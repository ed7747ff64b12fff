// SPDX-License-Identifier: Apache-2.0 OR MIT
// Copyright (c) 2025-2026 naskel.com

//! Homogeneous array view.

use crate::ctypes::Type;
use crate::error::{Error, Result};
use crate::memory::{read_element, write_element, ByteSlice, Element, Memory};
use crate::value::Value;
use std::cell::RefCell;
use std::collections::HashMap;
use std::rc::Rc;

/// Array of one element type laid over a byte slice.
///
/// The element count is `size / element_size`; any trailing partial element
/// is not addressable. Aggregate elements come back as nested views, cached
/// per index so repeated reads hand out the same view.
#[derive(Debug, Clone)]
pub struct ArrayView {
    bytes: ByteSlice,
    element: Type,
    stride: usize,
    cache: Rc<RefCell<HashMap<usize, Element>>>,
}

impl ArrayView {
    /// Zero-filled array of `count` elements.
    pub fn new(element: Type, count: usize) -> Result<Self> {
        let stride = stride_of(&element)?;
        let size = stride.checked_mul(count).ok_or_else(|| {
            Error::InvalidArgument(format!("{} elements of {} overflow", count, element))
        })?;
        Self::from_slice(element, ByteSlice::zeroed(size))
    }

    /// Array over a copy of `bytes`.
    pub fn from_bytes(element: Type, bytes: &[u8]) -> Result<Self> {
        Self::from_slice(element, ByteSlice::from_bytes(bytes))
    }

    /// Array over `slice` (no copy).
    pub fn from_slice(element: Type, bytes: ByteSlice) -> Result<Self> {
        let stride = stride_of(&element)?;
        Ok(Self {
            bytes,
            element,
            stride,
            cache: Rc::new(RefCell::new(HashMap::new())),
        })
    }

    /// Array holding `values`, encoded in order.
    pub fn from_values(element: Type, values: &[Value]) -> Result<Self> {
        let array = Self::new(element, values.len())?;
        for (i, value) in values.iter().enumerate() {
            array.set(i as isize, value.clone())?;
        }
        Ok(array)
    }

    pub fn element_type(&self) -> &Type {
        &self.element
    }

    pub fn len(&self) -> usize {
        self.bytes.len() / self.stride
    }

    pub fn is_empty(&self) -> bool {
        self.len() == 0
    }

    fn slot(&self, index: isize) -> Result<usize> {
        let len = self.len();
        usize::try_from(index)
            .ok()
            .filter(|&i| i < len)
            .ok_or(Error::IndexOutOfBounds {
                index: index as i64,
                len,
            })
    }

    /// Element at `index`; negative indices are out of bounds.
    pub fn get(&self, index: isize) -> Result<Element> {
        let slot = self.slot(index)?;
        if let Some(cached) = self.cache.borrow().get(&slot) {
            return Ok(cached.clone());
        }
        let slice = self.bytes.byteslice(slot * self.stride, Some(self.stride))?;
        let element = read_element(&self.element, slice)?;
        if !matches!(element, Element::Value(_)) {
            log::trace!("[memory] caching array element view #{}", slot);
            self.cache.borrow_mut().insert(slot, element.clone());
        }
        Ok(element)
    }

    /// Decoded value at `index`.
    pub fn value(&self, index: isize) -> Result<Value> {
        self.get(index)?.to_value()
    }

    pub fn set(&self, index: isize, value: impl Into<Value>) -> Result<()> {
        let slot = self.slot(index)?;
        let slice = self.bytes.byteslice(slot * self.stride, Some(self.stride))?;
        write_element(&self.element, &slice, &value.into())?;
        self.cache.borrow_mut().remove(&slot);
        Ok(())
    }

    /// Elements in index order. Each call starts over.
    pub fn iter(&self) -> ArrayIter<'_> {
        ArrayIter {
            array: self,
            next: 0,
        }
    }

    pub fn to_values(&self) -> Result<Vec<Value>> {
        self.iter().map(|e| e.and_then(|e| e.to_value())).collect()
    }

    /// Same view instance (shares its element cache).
    pub fn ptr_eq(&self, other: &ArrayView) -> bool {
        Rc::ptr_eq(&self.cache, &other.cache)
    }
}

impl Memory for ArrayView {
    fn bytes(&self) -> &ByteSlice {
        &self.bytes
    }
}

impl<'a> IntoIterator for &'a ArrayView {
    type Item = Result<Element>;
    type IntoIter = ArrayIter<'a>;

    fn into_iter(self) -> Self::IntoIter {
        self.iter()
    }
}

/// Iterator over an [`ArrayView`].
pub struct ArrayIter<'a> {
    array: &'a ArrayView,
    next: usize,
}

impl Iterator for ArrayIter<'_> {
    type Item = Result<Element>;

    fn next(&mut self) -> Option<Self::Item> {
        if self.next >= self.array.len() {
            return None;
        }
        let item = self.array.get(self.next as isize);
        self.next += 1;
        Some(item)
    }

    fn size_hint(&self) -> (usize, Option<usize>) {
        let left = self.array.len().saturating_sub(self.next);
        (left, Some(left))
    }
}

fn stride_of(element: &Type) -> Result<usize> {
    match element.size() {
        Some(size) if size > 0 => Ok(size),
        _ => Err(Error::InvalidArgument(format!(
            "array element {} has no fixed size",
            element
        ))),
    }
}
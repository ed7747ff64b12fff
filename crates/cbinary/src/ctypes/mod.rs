// SPDX-License-Identifier: Apache-2.0 OR MIT
// Copyright (c) 2025-2026 naskel.com

//! C type descriptors and the platform type tables.
//!
//! A [`Type`] is a closed tagged union over every shape the engine knows:
//! scalars, fixed arrays, flexible arrays, structs, unions and the object
//! wrapper that makes aggregates decode into nested views. Types are resolved
//! from [`Signature`]s against a [`TypeSystem`], which layers custom typedefs
//! on top of a per-platform [`TypeTable`].
//!
//! # Example
//!
//! ```
//! use cbinary::ctypes::{Platform, StructBuilder, TypeSystem};
//!
//! let header = StructBuilder::packet("Header")
//!     .member("kind", "uint8")
//!     .member("len", "uint16")
//!     .build()
//!     .unwrap();
//! assert_eq!(header.size(), 3);
//!
//! let types = TypeSystem::for_platform(Platform::native());
//! assert_eq!(types.resolve("uint32_be").unwrap().size(), Some(4));
//! ```

mod aggregate;
mod builder;
mod platform;
mod resolver;
mod scalar;
mod table;

pub use aggregate::{AggregateKind, ArrayType, Member, ObjectType, StructType, UnboundedArrayType};
pub use builder::StructBuilder;
pub use platform::{Arch, Endian, Os, Platform};
pub use resolver::{Signature, TypeSystem};
pub use scalar::{FloatType, IntType, ScalarType};
pub use table::{types, TypeTable};

use crate::error::Result;
use crate::value::Value;
use std::fmt;
use std::sync::Arc;

/// A resolved type descriptor.
#[derive(Debug, Clone, PartialEq)]
pub enum Type {
    Scalar(ScalarType),
    Array(ArrayType),
    /// Consumes the remaining bytes of whatever range it is bound to.
    UnboundedArray(UnboundedArrayType),
    Struct(Arc<StructType>),
    Union(Arc<StructType>),
    /// Aggregate that decodes into a nested view.
    Object(ObjectType),
}

impl Type {
    /// Size in bytes; `None` for strings and flexible arrays.
    pub fn size(&self) -> Option<usize> {
        match self {
            Self::Scalar(s) => s.size(),
            Self::Array(a) => Some(a.size()),
            Self::UnboundedArray(_) => None,
            Self::Struct(s) | Self::Union(s) => Some(s.size()),
            Self::Object(o) => Some(o.size()),
        }
    }

    pub fn alignment(&self) -> usize {
        match self {
            Self::Scalar(s) => s.alignment(),
            Self::Array(a) => a.element().alignment(),
            Self::UnboundedArray(u) => u.element().alignment(),
            Self::Struct(s) | Self::Union(s) => s.alignment(),
            Self::Object(o) => o.alignment(),
        }
    }

    pub fn is_signed(&self) -> bool {
        match self {
            Self::Scalar(s) => s.is_signed(),
            _ => false,
        }
    }

    /// Byte order of fixed-width multi-byte numeric encodings.
    pub fn endian(&self) -> Option<Endian> {
        match self {
            Self::Scalar(s) => s.endian(),
            _ => None,
        }
    }

    pub fn as_scalar(&self) -> Option<&ScalarType> {
        match self {
            Self::Scalar(s) => Some(s),
            _ => None,
        }
    }

    pub(crate) fn is_char(&self) -> bool {
        matches!(self, Self::Scalar(ScalarType::Char { .. }))
    }

    /// The object wrapper for aggregates accessed as nested views.
    pub fn object(&self) -> Option<ObjectType> {
        match self {
            Self::Array(a) => Some(ObjectType::Array(a.clone())),
            Self::Struct(s) => Some(ObjectType::Struct(s.clone())),
            Self::Union(u) => Some(ObjectType::Union(u.clone())),
            Self::Object(o) => Some(o.clone()),
            Self::Scalar(_) | Self::UnboundedArray(_) => None,
        }
    }

    /// Encode `value` into a fresh byte vector.
    pub fn pack(&self, value: &Value) -> Result<Vec<u8>> {
        let mut out = Vec::with_capacity(self.size().unwrap_or(0));
        self.encode(value, &mut out)?;
        Ok(out)
    }

    /// Decode a value from the front of `bytes`.
    pub fn unpack(&self, bytes: &[u8]) -> Result<Value> {
        self.decode(bytes)
    }

    pub(crate) fn encode(&self, value: &Value, out: &mut Vec<u8>) -> Result<()> {
        match self {
            Self::Scalar(s) => s.encode(value, out),
            Self::Array(a) => a.encode(value, out),
            Self::UnboundedArray(u) => u.encode(value, out),
            Self::Struct(s) | Self::Union(s) => s.encode(value, out),
            Self::Object(o) => o.layout().encode(value, out),
        }
    }

    pub(crate) fn decode(&self, bytes: &[u8]) -> Result<Value> {
        match self {
            Self::Scalar(s) => s.decode(bytes),
            Self::Array(a) => a.decode(bytes),
            Self::UnboundedArray(u) => u.decode(bytes),
            Self::Struct(s) | Self::Union(s) => s.decode(bytes),
            Self::Object(o) => o.layout().decode(bytes),
        }
    }
}

impl From<ScalarType> for Type {
    fn from(s: ScalarType) -> Self {
        Self::Scalar(s)
    }
}

impl fmt::Display for Type {
    fn fmt(&self, f: &mut fmt::Formatter<'_>) -> fmt::Result {
        match self {
            Self::Scalar(s) => s.fmt(f),
            Self::Array(a) => a.fmt(f),
            Self::UnboundedArray(u) => u.fmt(f),
            Self::Struct(s) | Self::Union(s) => s.fmt(f),
            Self::Object(o) => o.fmt(f),
        }
    }
}

#[cfg(test)]
mod tests {
    use super::*;

    #[test]
    fn test_type_size_and_alignment() {
        let u16le = Type::Scalar(ScalarType::Int(IntType::new(2, false, Endian::Little).unwrap()));
        let arr = Type::Array(ArrayType::new(u16le.clone(), 3).unwrap());
        assert_eq!(arr.size(), Some(6));
        assert_eq!(arr.alignment(), 2);
        assert_eq!(arr.to_string(), "uint16_le[3]");

        let flex = Type::UnboundedArray(UnboundedArrayType::new(u16le).unwrap());
        assert_eq!(flex.size(), None);
        assert_eq!(flex.to_string(), "uint16_le..");
        assert!(Type::Scalar(ScalarType::String).size().is_none());
    }

    #[test]
    fn test_object_wraps_aggregates_only() {
        let byte = Type::Scalar(ScalarType::Int(IntType::new(1, false, Endian::Little).unwrap()));
        assert!(byte.object().is_none());
        let arr = Type::Array(ArrayType::new(byte, 4).unwrap());
        match arr.object() {
            Some(ObjectType::Array(a)) => assert_eq!(a.length(), 4),
            other => panic!("unexpected {:?}", other),
        }
    }

    #[test]
    fn test_pack_unpack_through_type() {
        let i32be = Type::Scalar(ScalarType::Int(IntType::new(4, true, Endian::Big).unwrap()));
        let bytes = i32be.pack(&Value::Int(-2)).unwrap();
        assert_eq!(bytes, vec![0xFF, 0xFF, 0xFF, 0xFE]);
        assert_eq!(i32be.unpack(&bytes).unwrap(), Value::Int(-2));
        assert!(i32be.is_signed());
        assert_eq!(i32be.endian(), Some(Endian::Big));
    }
}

WHAT THE EXERCISE ASKS: Locate the word "Signature" in the entries, and copy every line where it is found.

TASK ANSWER:
//! from [`Signature`]s against a [`TypeSystem`], which layers custom typedefs
pub use resolver::{Signature, TypeSystem};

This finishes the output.